Brief
Search the material for the word "TimeSlotCount" and copy each line that holds it.

___ Extracted material ___

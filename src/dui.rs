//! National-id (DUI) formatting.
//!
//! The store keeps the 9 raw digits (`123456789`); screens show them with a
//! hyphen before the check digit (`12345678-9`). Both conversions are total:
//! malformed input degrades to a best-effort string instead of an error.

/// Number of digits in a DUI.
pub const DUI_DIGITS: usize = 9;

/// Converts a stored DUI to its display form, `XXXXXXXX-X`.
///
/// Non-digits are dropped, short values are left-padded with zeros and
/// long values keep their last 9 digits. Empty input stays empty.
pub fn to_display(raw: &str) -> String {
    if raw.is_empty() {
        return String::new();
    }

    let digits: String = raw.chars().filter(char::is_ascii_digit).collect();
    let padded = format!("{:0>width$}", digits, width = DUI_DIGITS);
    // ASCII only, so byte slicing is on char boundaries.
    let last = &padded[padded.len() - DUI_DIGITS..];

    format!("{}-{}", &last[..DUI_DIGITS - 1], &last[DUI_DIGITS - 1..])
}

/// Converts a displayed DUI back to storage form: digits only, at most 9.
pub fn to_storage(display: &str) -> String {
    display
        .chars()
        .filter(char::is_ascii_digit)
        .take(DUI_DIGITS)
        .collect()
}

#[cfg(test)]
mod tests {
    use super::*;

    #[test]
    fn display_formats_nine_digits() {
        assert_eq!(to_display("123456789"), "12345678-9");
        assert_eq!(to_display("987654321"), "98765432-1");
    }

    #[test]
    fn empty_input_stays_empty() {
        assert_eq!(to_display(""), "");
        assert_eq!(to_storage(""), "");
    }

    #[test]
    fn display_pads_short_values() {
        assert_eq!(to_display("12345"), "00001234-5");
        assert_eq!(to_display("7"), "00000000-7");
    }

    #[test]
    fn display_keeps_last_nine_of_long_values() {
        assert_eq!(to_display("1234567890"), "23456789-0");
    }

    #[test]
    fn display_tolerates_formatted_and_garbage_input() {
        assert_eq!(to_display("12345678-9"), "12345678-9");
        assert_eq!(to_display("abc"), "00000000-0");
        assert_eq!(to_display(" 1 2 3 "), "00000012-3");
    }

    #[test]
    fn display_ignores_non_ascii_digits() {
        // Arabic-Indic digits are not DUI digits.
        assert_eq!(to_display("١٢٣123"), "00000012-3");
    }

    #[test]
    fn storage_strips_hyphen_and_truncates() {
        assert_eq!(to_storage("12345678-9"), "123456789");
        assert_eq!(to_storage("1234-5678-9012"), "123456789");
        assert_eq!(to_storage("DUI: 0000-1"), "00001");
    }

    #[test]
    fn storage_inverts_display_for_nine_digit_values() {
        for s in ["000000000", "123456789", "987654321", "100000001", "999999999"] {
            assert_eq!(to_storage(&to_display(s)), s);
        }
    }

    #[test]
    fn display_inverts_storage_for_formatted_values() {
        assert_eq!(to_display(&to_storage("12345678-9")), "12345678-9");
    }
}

___
___ Extracted material ___

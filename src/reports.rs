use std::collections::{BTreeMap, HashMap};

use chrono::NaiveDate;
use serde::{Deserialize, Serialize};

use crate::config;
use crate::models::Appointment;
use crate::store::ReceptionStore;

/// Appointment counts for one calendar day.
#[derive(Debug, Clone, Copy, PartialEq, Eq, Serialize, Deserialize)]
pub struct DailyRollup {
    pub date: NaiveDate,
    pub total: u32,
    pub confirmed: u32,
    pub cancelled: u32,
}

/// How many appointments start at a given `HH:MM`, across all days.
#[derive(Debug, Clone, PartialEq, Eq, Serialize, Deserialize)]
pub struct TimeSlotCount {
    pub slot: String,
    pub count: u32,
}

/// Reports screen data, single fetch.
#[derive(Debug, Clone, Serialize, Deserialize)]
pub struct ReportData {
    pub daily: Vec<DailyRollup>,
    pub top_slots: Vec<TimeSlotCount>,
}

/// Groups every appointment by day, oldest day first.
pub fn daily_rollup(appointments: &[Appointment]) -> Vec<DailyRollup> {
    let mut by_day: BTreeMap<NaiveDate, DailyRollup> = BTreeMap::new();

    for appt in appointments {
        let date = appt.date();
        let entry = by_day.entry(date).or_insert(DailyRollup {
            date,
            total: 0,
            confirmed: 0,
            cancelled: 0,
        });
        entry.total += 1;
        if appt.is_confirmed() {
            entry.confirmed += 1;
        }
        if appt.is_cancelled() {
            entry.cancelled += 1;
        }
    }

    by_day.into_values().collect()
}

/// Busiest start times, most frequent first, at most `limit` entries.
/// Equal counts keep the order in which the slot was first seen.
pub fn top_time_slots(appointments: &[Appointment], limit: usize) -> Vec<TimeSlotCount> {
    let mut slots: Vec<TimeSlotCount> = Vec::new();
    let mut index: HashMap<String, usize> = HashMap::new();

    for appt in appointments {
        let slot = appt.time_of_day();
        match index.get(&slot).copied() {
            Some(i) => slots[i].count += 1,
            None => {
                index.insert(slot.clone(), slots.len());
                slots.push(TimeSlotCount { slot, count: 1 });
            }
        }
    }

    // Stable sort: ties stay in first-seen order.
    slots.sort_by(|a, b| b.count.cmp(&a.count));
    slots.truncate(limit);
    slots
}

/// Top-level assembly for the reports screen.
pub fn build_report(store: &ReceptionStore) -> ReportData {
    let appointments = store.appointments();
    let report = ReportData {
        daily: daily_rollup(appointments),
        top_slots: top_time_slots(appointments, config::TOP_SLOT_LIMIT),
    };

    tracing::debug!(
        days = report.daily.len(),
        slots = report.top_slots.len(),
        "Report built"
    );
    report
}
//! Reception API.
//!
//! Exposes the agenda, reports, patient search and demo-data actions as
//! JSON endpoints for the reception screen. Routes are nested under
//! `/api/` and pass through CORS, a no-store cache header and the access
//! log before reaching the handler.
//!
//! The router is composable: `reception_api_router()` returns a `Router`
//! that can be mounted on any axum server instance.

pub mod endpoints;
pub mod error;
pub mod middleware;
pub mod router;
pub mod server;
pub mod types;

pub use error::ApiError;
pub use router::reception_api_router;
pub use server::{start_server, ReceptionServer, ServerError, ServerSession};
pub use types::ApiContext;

___

Task solution
pub struct TimeSlotCount {
    pub top_slots: Vec<TimeSlotCount>,
pub fn top_time_slots(appointments: &[Appointment], limit: usize) -> Vec<TimeSlotCount> {
    let mut slots: Vec<TimeSlotCount> = Vec::new();
                slots.push(TimeSlotCount { slot, count: 1 });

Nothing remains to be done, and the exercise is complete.